» Work instructions
Pull out every line below holding the word "latest".
________________________
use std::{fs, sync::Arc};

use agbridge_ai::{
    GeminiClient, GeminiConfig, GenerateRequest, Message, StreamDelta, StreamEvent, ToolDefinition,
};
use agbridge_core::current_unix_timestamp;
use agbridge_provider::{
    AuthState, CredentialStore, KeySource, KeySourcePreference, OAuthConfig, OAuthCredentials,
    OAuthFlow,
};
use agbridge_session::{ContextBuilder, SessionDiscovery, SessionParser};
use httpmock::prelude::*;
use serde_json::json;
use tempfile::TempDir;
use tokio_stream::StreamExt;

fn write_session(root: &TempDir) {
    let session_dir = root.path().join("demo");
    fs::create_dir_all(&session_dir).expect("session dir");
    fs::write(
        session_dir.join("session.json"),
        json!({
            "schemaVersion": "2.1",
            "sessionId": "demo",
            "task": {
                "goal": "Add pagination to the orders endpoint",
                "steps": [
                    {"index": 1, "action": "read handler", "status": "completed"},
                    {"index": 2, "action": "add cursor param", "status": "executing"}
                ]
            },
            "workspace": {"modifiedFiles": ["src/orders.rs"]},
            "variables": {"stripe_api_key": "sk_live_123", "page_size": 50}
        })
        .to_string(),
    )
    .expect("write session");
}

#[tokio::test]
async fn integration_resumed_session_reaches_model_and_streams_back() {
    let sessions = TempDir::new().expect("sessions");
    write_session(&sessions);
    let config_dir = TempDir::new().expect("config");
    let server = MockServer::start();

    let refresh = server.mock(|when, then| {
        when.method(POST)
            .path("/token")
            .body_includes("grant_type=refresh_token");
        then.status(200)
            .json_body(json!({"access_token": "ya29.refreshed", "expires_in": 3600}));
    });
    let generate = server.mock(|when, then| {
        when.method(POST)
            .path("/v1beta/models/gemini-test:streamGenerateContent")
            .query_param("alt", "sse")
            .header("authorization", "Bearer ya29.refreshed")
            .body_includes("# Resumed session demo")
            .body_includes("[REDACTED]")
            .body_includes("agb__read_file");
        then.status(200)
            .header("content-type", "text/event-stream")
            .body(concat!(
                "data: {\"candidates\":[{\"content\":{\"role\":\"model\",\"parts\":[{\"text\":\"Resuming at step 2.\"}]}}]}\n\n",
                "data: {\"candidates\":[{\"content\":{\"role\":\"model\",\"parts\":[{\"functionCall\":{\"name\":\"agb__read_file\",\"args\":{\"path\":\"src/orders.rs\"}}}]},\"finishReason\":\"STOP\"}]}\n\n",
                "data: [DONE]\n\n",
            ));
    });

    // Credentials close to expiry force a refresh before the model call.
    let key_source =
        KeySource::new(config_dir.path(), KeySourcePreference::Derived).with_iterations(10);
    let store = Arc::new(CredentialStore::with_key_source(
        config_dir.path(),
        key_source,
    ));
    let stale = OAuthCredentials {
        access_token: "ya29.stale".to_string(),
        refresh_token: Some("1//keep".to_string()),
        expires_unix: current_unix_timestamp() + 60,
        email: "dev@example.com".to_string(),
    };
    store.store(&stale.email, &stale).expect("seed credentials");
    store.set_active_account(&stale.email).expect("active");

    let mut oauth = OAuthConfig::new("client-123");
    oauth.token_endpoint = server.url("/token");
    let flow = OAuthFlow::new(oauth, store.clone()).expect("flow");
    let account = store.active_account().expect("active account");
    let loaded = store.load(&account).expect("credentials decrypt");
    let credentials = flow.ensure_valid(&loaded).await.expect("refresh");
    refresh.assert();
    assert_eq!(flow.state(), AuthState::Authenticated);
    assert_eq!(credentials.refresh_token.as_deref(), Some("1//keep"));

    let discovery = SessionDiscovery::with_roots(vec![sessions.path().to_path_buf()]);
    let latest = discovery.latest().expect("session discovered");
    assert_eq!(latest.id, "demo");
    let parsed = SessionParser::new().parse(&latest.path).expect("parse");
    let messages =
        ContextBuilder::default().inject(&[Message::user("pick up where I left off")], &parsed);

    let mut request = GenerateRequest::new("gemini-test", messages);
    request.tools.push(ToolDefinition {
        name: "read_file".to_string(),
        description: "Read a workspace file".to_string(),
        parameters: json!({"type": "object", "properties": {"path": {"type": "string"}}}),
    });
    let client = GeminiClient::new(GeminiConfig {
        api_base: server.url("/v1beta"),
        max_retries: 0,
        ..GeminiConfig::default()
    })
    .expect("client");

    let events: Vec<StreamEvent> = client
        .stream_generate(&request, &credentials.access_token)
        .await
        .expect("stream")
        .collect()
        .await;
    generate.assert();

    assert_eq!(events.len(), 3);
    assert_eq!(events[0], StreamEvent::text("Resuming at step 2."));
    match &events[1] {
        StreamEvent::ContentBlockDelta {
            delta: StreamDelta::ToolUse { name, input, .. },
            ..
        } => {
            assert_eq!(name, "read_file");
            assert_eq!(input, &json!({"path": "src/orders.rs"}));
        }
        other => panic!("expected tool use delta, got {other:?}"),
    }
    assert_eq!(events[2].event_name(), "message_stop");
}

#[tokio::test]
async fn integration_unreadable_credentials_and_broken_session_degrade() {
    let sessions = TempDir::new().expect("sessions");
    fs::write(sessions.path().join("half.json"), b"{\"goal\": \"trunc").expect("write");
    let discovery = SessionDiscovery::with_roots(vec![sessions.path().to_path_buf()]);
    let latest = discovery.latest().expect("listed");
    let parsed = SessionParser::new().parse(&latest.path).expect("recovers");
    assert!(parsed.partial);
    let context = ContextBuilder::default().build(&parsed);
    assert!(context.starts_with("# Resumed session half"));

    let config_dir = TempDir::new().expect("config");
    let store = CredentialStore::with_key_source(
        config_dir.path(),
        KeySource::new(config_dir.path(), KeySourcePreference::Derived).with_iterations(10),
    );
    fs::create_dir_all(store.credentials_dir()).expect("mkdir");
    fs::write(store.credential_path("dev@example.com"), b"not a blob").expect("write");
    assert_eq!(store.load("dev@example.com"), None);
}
________________________
» Written reply
    let latest = discovery.latest().expect("session discovered");
    assert_eq!(latest.id, "demo");
    let parsed = SessionParser::new().parse(&latest.path).expect("parse");
    let latest = discovery.latest().expect("listed");
    let parsed = SessionParser::new().parse(&latest.path).expect("recovers");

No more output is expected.